Musings of a Diamond Geezer

When did you come here? When did you realize that you'd never be free? Live life to the fullest, disregard the hype, love thy neighbour (and perhaps undress him/her also). Ps. "Morals are for little people" - Jenny Holzer (that old adage - or perhaps rather truism - as featured in a collage of such in her LED-art work piece, displayed, among other places, on the cornice of the Northern Boulevard main entrance to the Fornebu-complexes (in Oslo) of the Telenor mega-corporation of Norway).

Name:
Location: Norway

30-something, cosmopolitan, internationalist, Norwegian somewhat conscious-ridden hedonist; torch-bearer for reasonable freedom of speech, equal opportunity, John Rawls + fashionistas everywhere. Perfectionist, style- & esthetics-loving risk-seeker; living on the edge, with a vengeance. Always looking for the highest abstract of truth, being a bon vivant free-thinker and a flaneur par excellence. Soul member of no social circle, organisation or political party - a true independent. Last, but not least: Empathetic, open-minded, relations-focused, inertia-exploring, creative, red wine-loving bourgeois rebel. Also very modest and unassuming... Currently engaged in fleshing out a potential new direction in life, while seeking refuge/finding solace in and/or contemplating complacency in line with (choose your preferred alternative) the line "30 is the new 20", from Jay-Z's excellent new album, "Kingdom Come".

Monday, October 30, 2006

Who is Michael Ledeen?




Ledeen has been pin-pointed as one of the current administrations fiercest hawks. Several OpEd's during this summer's horrendous war in Lebanon, revolved around his shady dealings (both present and past; especially the Iran-Contras scandal and the GLADIO's tension strategy in Italy), and his influence on president Bush.
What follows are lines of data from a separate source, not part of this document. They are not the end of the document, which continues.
#[cfg(test)]
mod tests {
    use std::collections::VecDeque;
    use std::future::Future;
    use std::sync::atomic::{AtomicUsize, Ordering};

    use tokio::sync::oneshot;

    use super::*;
    use crate::audio::mock;
    use crate::loader::SampleLoadError;

    type LoadResult = Result<SampleBuffer, SampleLoadError>;

    enum Scripted {
        Ready(LoadResult),
        Gated(oneshot::Receiver<LoadResult>),
    }

    /// Answers fetches from a script, in order.
    struct ScriptedFetcher {
        script: parking_lot::Mutex<VecDeque<Scripted>>,
        calls: AtomicUsize,
    }

    impl ScriptedFetcher {
        fn new(script: Vec<Scripted>) -> ScriptedFetcher {
            ScriptedFetcher {
                script: parking_lot::Mutex::new(script.into()),
                calls: AtomicUsize::new(0),
            }
        }

        fn calls(&self) -> usize {
            self.calls.load(Ordering::SeqCst)
        }
    }

    impl SampleFetcher for ScriptedFetcher {
        fn fetch(&self, locator: &str) -> impl Future<Output = LoadResult> + Send {
            self.calls.fetch_add(1, Ordering::SeqCst);
            let next = self.script.lock().pop_front();
            let locator = locator.to_string();
            async move {
                match next {
                    Some(Scripted::Ready(result)) => result,
                    Some(Scripted::Gated(rx)) => rx
                        .await
                        .unwrap_or_else(|_| Err(SampleLoadError::Interrupted(locator))),
                    None => Err(SampleLoadError::UnsupportedLocator(locator)),
                }
            }
        }
    }

    fn buffer(frames: usize) -> SampleBuffer {
        SampleBuffer::new(vec![0.25; frames * 2], 2, 44100)
    }

    fn load_error() -> SampleLoadError {
        SampleLoadError::IoError(std::io::Error::new(
            std::io::ErrorKind::NotFound,
            "no such sample",
        ))
    }

    fn engine_with(script: Vec<Scripted>) -> (VoiceEngine<ScriptedFetcher>, mock::Sink) {
        let sink = mock::Sink::get("mock-engine");
        let engine = VoiceEngine::new(
            PitchTable::default(),
            ScriptedFetcher::new(script),
            Arc::new(sink.clone()),
        );
        (engine, sink)
    }

    async fn ready_engine() -> (VoiceEngine<ScriptedFetcher>, mock::Sink) {
        let (engine, sink) = engine_with(vec![Scripted::Ready(Ok(buffer(100)))]);
        engine.load_sample("piano.wav").await.unwrap();
        (engine, sink)
    }

    #[tokio::test]
    async fn test_load_transitions_to_ready() {
        let (engine, _sink) = engine_with(vec![Scripted::Ready(Ok(buffer(100)))]);
        assert_eq!(engine.state(), EngineState::Uninitialized);

        engine.load_sample("piano.wav").await.unwrap();
        assert_eq!(engine.state(), EngineState::Ready);
        assert_eq!(engine.sample().unwrap().frame_count(), 100);
    }

    #[test]
    fn test_play_before_load_fails() {
        let (engine, sink) = engine_with(vec![]);
        assert!(matches!(
            engine.play_key(40),
            Err(EngineError::SampleNotLoaded)
        ));
        assert!(sink.voices().is_empty());
        assert_eq!(engine.active_voice_count(), 0);
    }

    #[tokio::test]
    async fn test_play_while_loading_fails_fast() {
        let (tx, rx) = oneshot::channel();
        let (engine, sink) = engine_with(vec![Scripted::Gated(rx)]);

        let observe = async {
            while engine.state() != EngineState::SampleLoading {
                tokio::task::yield_now().await;
            }
            assert!(matches!(
                engine.play_key(49),
                Err(EngineError::SampleNotLoaded)
            ));
            assert!(sink.voices().is_empty());
            tx.send(Ok(buffer(10))).unwrap();
        };

        let (loaded, ()) = tokio::join!(engine.load_sample("piano.wav"), observe);
        loaded.unwrap();
        assert_eq!(engine.state(), EngineState::Ready);
        engine.play_key(49).unwrap();
        assert_eq!(sink.live_count(), 1);
    }

    #[tokio::test]
    async fn test_load_failure_then_retry() {
        let (engine, sink) = engine_with(vec![
            Scripted::Ready(Err(load_error())),
            Scripted::Ready(Ok(buffer(100))),
        ]);

        let err = engine.load_sample("piano.wav").await.unwrap_err();
        assert!(matches!(err, EngineError::SampleLoad(_)));
        assert_eq!(engine.state(), EngineState::Uninitialized);
        assert!(matches!(
            engine.play_key(49),
            Err(EngineError::SampleNotLoaded)
        ));

        engine.load_sample("piano.wav").await.unwrap();
        assert_eq!(engine.state(), EngineState::Ready);
        engine.play_key(49).unwrap();
        assert_eq!(sink.live_count(), 1);
        assert_eq!(engine.fetcher.calls(), 2);
    }

    #[tokio::test]
    async fn test_failed_reload_keeps_previous_sample() {
        let (engine, _sink) = engine_with(vec![
            Scripted::Ready(Ok(buffer(100))),
            Scripted::Ready(Err(load_error())),
        ]);
        engine.load_sample("piano.wav").await.unwrap();
        assert!(engine.load_sample("other.wav").await.is_err());

        assert_eq!(engine.state(), EngineState::Ready);
        assert_eq!(engine.sample().unwrap().frame_count(), 100);
        engine.play_key(40).unwrap();
    }

    #[tokio::test]
    async fn test_reload_applies_to_new_voices_only() {
        let (engine, sink) = engine_with(vec![
            Scripted::Ready(Ok(buffer(100))),
            Scripted::Ready(Ok(buffer(250))),
        ]);
        engine.load_sample("first.wav").await.unwrap();
        engine.play_key(40).unwrap();

        engine.load_sample("second.wav").await.unwrap();
        engine.play_key(44).unwrap();

        let voices = sink.voices();
        assert_eq!(voices[0].frames(), 100);
        assert!(voices[0].is_live());
        assert_eq!(voices[1].frames(), 250);
    }

    #[tokio::test]
    async fn test_newest_load_wins() {
        let (first_tx, first_rx) = oneshot::channel();
        let (second_tx, second_rx) = oneshot::channel();
        let (engine, _sink) = engine_with(vec![
            Scripted::Gated(first_rx),
            Scripted::Gated(second_rx),
        ]);
        let first = buffer(100);
        let second = buffer(200);

        let drive = async {
            while engine.fetcher.calls() < 2 {
                tokio::task::yield_now().await;
            }
            second_tx.send(Ok(second.clone())).unwrap();
            while engine.state() != EngineState::Ready {
                tokio::task::yield_now().await;
            }
            first_tx.send(Ok(first.clone())).unwrap();
        };

        let (a, b, ()) = tokio::join!(
            engine.load_sample("first.wav"),
            engine.load_sample("second.wav"),
            drive
        );
        a.unwrap();
        b.unwrap();

        assert!(engine.sample().unwrap().shares_data_with(&second));
    }

    #[tokio::test]
    async fn test_abandoned_load_is_not_left_in_flight() {
        let (_tx, rx) = oneshot::channel();
        let (engine, _sink) = engine_with(vec![Scripted::Gated(rx)]);

        let result = tokio::time::timeout(
            std::time::Duration::from_millis(10),
            engine.load_sample("slow.wav"),
        )
        .await;
        assert!(result.is_err());
        assert_eq!(engine.state(), EngineState::Uninitialized);
    }

    #[tokio::test]
    async fn test_invalid_keys_are_rejected() {
        let (engine, sink) = ready_engine().await;
        for key in [0, 89, -5] {
            assert!(matches!(
                engine.play_key(key),
                Err(EngineError::InvalidKey(_))
            ));
            assert!(matches!(
                engine.stop_key(key),
                Err(EngineError::InvalidKey(_))
            ));
        }
        assert!(sink.voices().is_empty());
    }

    #[test]
    fn test_invalid_key_checked_before_state() {
        let (engine, _sink) = engine_with(vec![]);
        assert!(matches!(
            engine.play_key(89),
            Err(EngineError::InvalidKey(_))
        ));
    }

    #[tokio::test]
    async fn test_play_key_uses_key_rate() {
        let (engine, sink) = ready_engine().await;
        engine.play_key(49).unwrap();
        engine.play_key(61).unwrap();

        let voices = sink.voices();
        assert_eq!(voices[0].rate(), 1.0);
        assert!((voices[1].rate() - 2.0).abs() < 1e-12);
        assert!(voices.iter().all(|v| v.is_looping()));
        assert!(engine.is_playing(49).unwrap());
        assert!(engine.is_playing(61).unwrap());
    }

    #[tokio::test]
    async fn test_non_looping_config() {
        let sink = mock::Sink::get("mock-engine");
        let config = EngineConfig::default();
        let engine = VoiceEngine::from_config(
            &config,
            ScriptedFetcher::new(vec![Scripted::Ready(Ok(buffer(10)))]),
            Arc::new(sink.clone()),
        )
        .unwrap()
        .with_looping(false);
        engine.load_sample("piano.wav").await.unwrap();
        engine.play_key(49).unwrap();
        assert!(!sink.voices()[0].is_looping());
    }

    #[test]
    fn test_from_config_rejects_bad_reference_frequency() {
        for frequency in [0.0, -440.0, f64::NAN] {
            let config = EngineConfig::default().with_reference_frequency(frequency);
            let result = VoiceEngine::from_config(
                &config,
                ScriptedFetcher::new(vec![]),
                Arc::new(mock::Sink::get("mock-engine")),
            );
            assert!(matches!(
                result,
                Err(EngineError::InvalidReferenceFrequency(_))
            ));
        }

        let config = EngineConfig::default().with_reference_frequency(432.0);
        let engine = VoiceEngine::from_config(
            &config,
            ScriptedFetcher::new(vec![]),
            Arc::new(mock::Sink::get("mock-engine")),
        )
        .unwrap();
        assert_eq!(engine.pitch_table().rate_for(49).unwrap(), 1.0);
        assert_eq!(engine.pitch_table().frequency_for(49).unwrap(), 432.0);
    }

    #[tokio::test]
    async fn test_played_out_voice_is_silent() {
        let (engine, sink) = engine_with(vec![Scripted::Ready(Ok(buffer(10)))]);
        let engine = engine.with_looping(false);
        engine.load_sample("piano.wav").await.unwrap();
        engine.play_chord(&[40, 49]);
        assert_eq!(engine.active_voice_count(), 2);

        // Key 49 reaches the end of its sample.
        sink.voices()[1].finish();

        assert!(!engine.is_playing(49).unwrap());
        assert!(engine.is_playing(40).unwrap());
        assert_eq!(engine.active_voice_count(), 1);
        let playing: Vec<u8> = engine
            .all_key_info()
            .iter()
            .filter(|info| info.is_playing())
            .map(|info| info.key().get())
            .collect();
        assert_eq!(playing, vec![40]);
        assert!(engine.keyboard_status().contains("A4  | Key 49 |  440.00 Hz | Rate: 1.0000 | silent"));
        assert!(!engine.stop_key(49).unwrap());

        engine.play_key(49).unwrap();
        assert!(engine.is_playing(49).unwrap());
        assert_eq!(engine.stop_all_keys(), 2);
    }

    #[tokio::test]
    async fn test_retrigger_never_overlaps() {
        let (engine, sink) = ready_engine().await;
        engine.play_key(40).unwrap();
        engine.play_key(40).unwrap();

        let voices = sink.voices();
        assert_eq!(voices.len(), 2);
        assert!(voices[0].is_stopped());
        assert!(voices[1].is_live());
        assert_eq!(sink.live_count(), 1);
        assert_eq!(engine.active_voice_count(), 1);
    }

    #[tokio::test]
    async fn test_stop_key_is_idempotent() {
        let (engine, sink) = ready_engine().await;
        assert!(!engine.stop_key(40).unwrap());
        assert!(!engine.stop_key(40).unwrap());

        engine.play_key(40).unwrap();
        assert!(engine.stop_key(40).unwrap());
        assert!(!engine.stop_key(40).unwrap());
        assert_eq!(sink.live_count(), 0);
        assert!(!engine.is_playing(40).unwrap());
    }

    #[tokio::test]
    async fn test_chord_partial_failure() {
        let (engine, sink) = ready_engine().await;
        let report = engine.play_chord(&[40, 0, 44]);

        assert_eq!(report.played(), vec![40, 44]);
        assert!(!report.is_complete());
        let failures: Vec<_> = report.failures().collect();
        assert_eq!(failures.len(), 1);
        assert_eq!(failures[0].0, 0);
        assert!(matches!(failures[0].1, EngineError::InvalidKey(_)));

        assert!(engine.is_playing(40).unwrap());
        assert!(engine.is_playing(44).unwrap());
        assert_eq!(sink.live_count(), 2);
    }

    #[tokio::test]
    async fn test_stop_all_keys() {
        let (engine, sink) = ready_engine().await;
        assert!(engine.play_chord(&[40, 44, 47]).is_complete());
        assert_eq!(engine.stop_all_keys(), 3);

        assert!(engine.all_key_info().iter().all(|info| !info.is_playing()));
        assert_eq!(sink.live_count(), 0);
        assert_eq!(engine.stop_all_keys(), 0);
    }

    #[tokio::test]
    async fn test_sink_failure_is_reported() {
        let (engine, sink) = ready_engine().await;
        sink.set_unavailable(true);
        assert!(matches!(engine.play_key(40), Err(EngineError::Sink(_))));
        assert!(!engine.is_playing(40).unwrap());

        sink.set_unavailable(false);
        engine.play_key(40).unwrap();
    }

    #[tokio::test]
    async fn test_drop_releases_all_voices() {
        let (engine, sink) = ready_engine().await;
        engine.play_chord(&[1, 49, 88]);
        assert_eq!(sink.live_count(), 3);

        drop(engine);
        assert_eq!(sink.live_count(), 0);
        assert!(sink.voices().iter().all(|v| v.is_stopped()));
    }

    #[test]
    fn test_key_info_before_load() {
        let (engine, _sink) = engine_with(vec![]);
        let info = engine.all_key_info();
        assert_eq!(info.len(), KEY_COUNT);
        assert_eq!(info[48].note_name().to_string(), "A4");
        assert_eq!(info[48].playback_rate(), 1.0);
        assert!(info.iter().all(|i| !i.is_playing()));
    }

    #[test]
    fn test_key_info_display() {
        let (engine, _sink) = engine_with(vec![]);
        let info = engine.all_key_info();
        assert_eq!(
            info[48].to_string(),
            "A4  | Key 49 |  440.00 Hz | Rate: 1.0000 | silent"
        );
        assert_eq!(
            info[0].to_string(),
            "A0  | Key  1 |   27.50 Hz | Rate: 0.0625 | silent"
        );
    }

    #[tokio::test]
    async fn test_keyboard_status() {
        let (engine, _sink) = ready_engine().await;
        engine.play_key(40).unwrap();
        let status = engine.keyboard_status();

        assert!(status.starts_with("Virtual Piano - 88 Keys Status:\n"));
        for octave in 0..=8 {
            assert!(status.contains(&format!("\nOctave {}:\n", octave)));
        }
        assert!(status.contains("C4  | Key 40 |  261.63 Hz | Rate: 0.5946 | PLAYING"));
        assert!(status.contains("C8  | Key 88 | 4186.01 Hz | Rate: 9.5137 | silent"));
        // Header, 9 blank separator lines, 9 octave headers and one row per key.
        assert_eq!(status.lines().count(), 1 + 9 + 9 + KEY_COUNT);
    }
}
He was mentioned in Rolling Stone Magazine, for instance. Also in Norwegian in-depth newspaper Morgenbladet.

Quote Ledeen:

Stopp Volden


"I think the level of casualties is secondary. I mean, it may sound like an odd thing to say, but all the great scholars who have studied American character have come to the conclusion that we are a warlike people and that we love war. . . . What we hate is not casualties but losing. And if the war goes well and if the American public has the conviction that we're being well-led and that our people are fighting well and that we're winning, I don't think casualties are going to be the issue."

Michael Ledeen
AEI Breakfast
March 27, 2003


The infamous Ledeen-doctrine:

"Jonah Goldberg, Ledeen's colleague at National Review magazine, coined the term "Ledeen Doctrine" in a 2002 column.[1] This tongue-in-cheek "doctrine" is usually summarized as "Every ten years or so, the United States needs to pick up some small crappy little country and throw it against the wall, just to show the world we mean business," which Goldberg remembered Ledeen saying in an early 1990s speech. The term "Ledeen Doctrine" is often mistakenly attributed to Michael Ledeen himself."


Excerpt from "Who's REALLY screwing America?":

#26: Michael Ledeen: Improving on Mussolini

Ledeen has been called the driving philosophical force behind the neoconservative movement and (by me) "the most influential and unabashed warmonger of our time." A resident scholar at the American Enterprise Institute (#7), contributing editor at National Review and former Pentagon, State Department and White House consultant under Reagan (when his Israeli intelligence contacts were used to help broker the illegal Iran-contra affair), Ledeen is often quoted by top Bush officials, including Cheney, Rumsfeld and former Under Secretary of Defense Paul Wolfowitz. But they don't quote quotes like these--at least not in public: In March 2003, Ledeen, a leading and longtime proponent of the invasion of Iraq--and of Iran, Syria and no doubt other countries yet to be named--told a forum that "the level of casualties [in Iraq] is secondary" because "we are a warlike people...we love war."

He has written that "Change--above all violent change--is the essence of human history"; "the only way to achieve peace is through total war"; and "The purpose of total war is to permanently force your will onto another people." He was quoted approvingly by National Review Online editor Jonah Goldberg as saying, "Every ten years or so, the United States needs to pick up some small crappy little country and throw it against the wall, just to show the world we mean business."

In April 2003--one month into the Iraq war--Ledeen gave an address titled "Time to Focus on Iran," and declared, "the time for diplomacy is at an end." Ledeen's attacks on Iran, even when Iran was assisting the US, "helped keep the Bush administration from seeking any rapprochement with Tehran," wrote William Beeman of the Pacific News Service in 2003. "Were it in Ledeen's hands, we would invade Iran today."

Most Americans have never heard of Michael Ledeen, Beeman noted, but if the US "ends up in an extended shooting war throughout the Middle East, it will be largely due to his inspiration."



(This article will be expanded with time).